Face detection is a key link of subsequent face-related applications, such as face recognition [1], facial expression recognition [2], and face hallucination [3], because its effect directly affects the subsequent applications performance. Therefore, face detection has become a research hotspot in the field of pattern recognition and computer vision and has been widely studied in the past two decades.
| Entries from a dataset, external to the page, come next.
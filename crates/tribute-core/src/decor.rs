//! Floating hearts on the revealed page.
//!
//! Planned once, at the moment of the reveal. Each heart flies from just
//! below the viewport to just above it at a fixed x, turning once, and
//! repeats forever; the rendering layer owns the looping.

use rand::Rng;
use tribute_types::AmbientHeart;

use crate::config::AmbientConfig;

/// Rotation of one flight, in degrees.
const FLIGHT_ROTATION_DEG: f64 = 360.0;

/// Plan the configured number of hearts.
///
/// Heart `i` starts after `i * stagger_s` seconds. Its x is uniform across
/// the viewport width and its flight duration is uniform in
/// `[duration_min_s, duration_max_s)`.
pub fn plan_hearts<R: Rng>(config: &AmbientConfig, rng: &mut R) -> Vec<AmbientHeart> {
    let spread = config.duration_max_s - config.duration_min_s;
    (0..config.hearts)
        .map(|index| AmbientHeart {
            x: rng.random::<f64>() * config.viewport.width,
            start_y: config.viewport.height + config.edge_margin,
            end_y: -config.edge_margin,
            rotation_deg: FLIGHT_ROTATION_DEG,
            duration_s: rng.random::<f64>().mul_add(spread, config.duration_min_s),
            delay_s: f64::from(index) * config.stagger_s,
        })
        .collect()
}

#[cfg(test)]
mod tests {
    use rand::SeedableRng;
    use rand::rngs::SmallRng;
    use tribute_types::Viewport;

    use super::*;

    #[test]
    fn default_plan_matches_page_layout() {
        let config = AmbientConfig::default();
        let mut rng = SmallRng::seed_from_u64(3);
        let hearts = plan_hearts(&config, &mut rng);

        assert_eq!(hearts.len(), 4);
        for (index, heart) in hearts.iter().enumerate() {
            assert!((0.0..400.0).contains(&heart.x));
            assert!((heart.start_y - 850.0).abs() < f64::EPSILON);
            assert!((heart.end_y + 50.0).abs() < f64::EPSILON);
            assert!((10.0..14.0).contains(&heart.duration_s));
            let expected_delay = 3.0 * f64::from(u32::try_from(index).unwrap_or(0));
            assert!((heart.delay_s - expected_delay).abs() < f64::EPSILON);
        }
    }

    #[test]
    fn hearts_follow_the_viewport() {
        let config = AmbientConfig {
            hearts: 2,
            viewport: Viewport {
                width: 1280.0,
                height: 720.0,
            },
            ..AmbientConfig::default()
        };
        let mut rng = SmallRng::seed_from_u64(11);
        let hearts = plan_hearts(&config, &mut rng);
        assert_eq!(hearts.len(), 2);
        assert!(hearts.iter().all(|h| (0.0..1280.0).contains(&h.x)));
        assert!(hearts.iter().all(|h| (h.start_y - 770.0).abs() < f64::EPSILON));
    }

    #[test]
    fn zero_hearts_is_empty() {
        let config = AmbientConfig {
            hearts: 0,
            ..AmbientConfig::default()
        };
        let mut rng = SmallRng::seed_from_u64(0);
        assert!(plan_hearts(&config, &mut rng).is_empty());
    }
}
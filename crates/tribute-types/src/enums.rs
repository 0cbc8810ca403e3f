//! Enumeration types for the tribute page.

use serde::{Deserialize, Serialize};
use ts_rs::TS;

use crate::structs::Point;

// ---------------------------------------------------------------------------
// Reveal gate
// ---------------------------------------------------------------------------

/// Where the reveal gate is in its one-way lifecycle.
///
/// The only legal transitions are `Locked -> Pending -> Revealed`. A
/// `Revealed` gate never goes back.
#[derive(
    Debug, Clone, Copy, PartialEq, Eq, PartialOrd, Ord, Hash, Default, Serialize, Deserialize, TS,
)]
#[ts(export, export_to = "bindings/")]
pub enum RevealPhase {
    /// Fewer interactions than the threshold have been recorded.
    #[default]
    Locked,
    /// The threshold was reached; the deferred reveal has not fired yet.
    /// Interactions still count and still spawn markers.
    Pending,
    /// The tribute page is shown. Interactions are ignored from now on.
    Revealed,
}

impl RevealPhase {
    /// Whether the tribute page is visible.
    pub const fn is_revealed(self) -> bool {
        matches!(self, Self::Revealed)
    }
}

// ---------------------------------------------------------------------------
// Music
// ---------------------------------------------------------------------------

/// Playback state of the single background track.
#[derive(Debug, Clone, Copy, PartialEq, Eq, Hash, Default, Serialize, Deserialize, TS)]
#[ts(export, export_to = "bindings/")]
pub enum PlaybackState {
    /// Not playing. This is the state at mount.
    #[default]
    Paused,
    /// The track is playing.
    Playing,
}

impl PlaybackState {
    /// The state a toggle moves to.
    pub const fn toggled(self) -> Self {
        match self {
            Self::Paused => Self::Playing,
            Self::Playing => Self::Paused,
        }
    }
}

// ---------------------------------------------------------------------------
// Elapsed time
// ---------------------------------------------------------------------------

/// One component of an elapsed-time breakdown, largest first.
#[derive(Debug, Clone, Copy, PartialEq, Eq, PartialOrd, Ord, Hash, Serialize, Deserialize, TS)]
#[ts(export, export_to = "bindings/")]
pub enum TimeUnit {
    /// Fixed 365-day years.
    Years,
    /// Fixed 30-day months.
    Months,
    /// Days.
    Days,
    /// Hours.
    Hours,
    /// Minutes.
    Minutes,
    /// Seconds.
    Seconds,
}

impl TimeUnit {
    /// All units in display order.
    pub const ALL: [Self; 6] = [
        Self::Years,
        Self::Months,
        Self::Days,
        Self::Hours,
        Self::Minutes,
        Self::Seconds,
    ];
}

// ---------------------------------------------------------------------------
// Input
// ---------------------------------------------------------------------------

/// A raw interaction event as delivered by the rendering layer.
///
/// Pointer and touch events carry their coordinates differently; both are
/// reduced to one target-relative [`Point`] before the gate sees them.
#[derive(Debug, Clone, PartialEq, Serialize, Deserialize, TS)]
#[ts(export, export_to = "bindings/")]
#[serde(tag = "kind", rename_all = "snake_case")]
pub enum InteractionEvent {
    /// A mouse or pen press.
    Pointer {
        /// Press position in client (viewport) coordinates.
        client: Point,
        /// Top-left corner of the interaction target in client coordinates.
        target_origin: Point,
    },
    /// A touch start. Only the first touch point is used.
    Touch {
        /// Active touch points in client coordinates.
        touches: Vec<Point>,
        /// Top-left corner of the interaction target in client coordinates.
        target_origin: Point,
    },
}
Large amounts of approaches have been proposed for face detection. The early research on face detection [49] mainly focused on the design of handcraft feature and used traditional machine learning algorithms to train effective classifiers for detection and recognition. Such approaches are limited in that the efficient feature design is complex and the detection accuracy is relatively low. In recent years, face detection methods based on deep convolutional neural network [1013] have been widely studied, which are more robust and efficient than handcraft feature methods. Besides, a series of efficient object detection frameworks are used for face detection to improve detection performance [1418], including R-CNN [19], Fast R-CNN [20], and Faster R-CNN [21]. These methods mainly implement face detection and the location of the face bounding box, which may have some drawbacks such as the extracted face features have background noise, spatial quantization is rough and cannot be accurately positioned. These drawbacks will directly affect the follow-up subsequent face-related applications, such as face recognition, facial expression recognition, and face alignment [22]. Therefore, it is necessary to study a face detection and segmentation method.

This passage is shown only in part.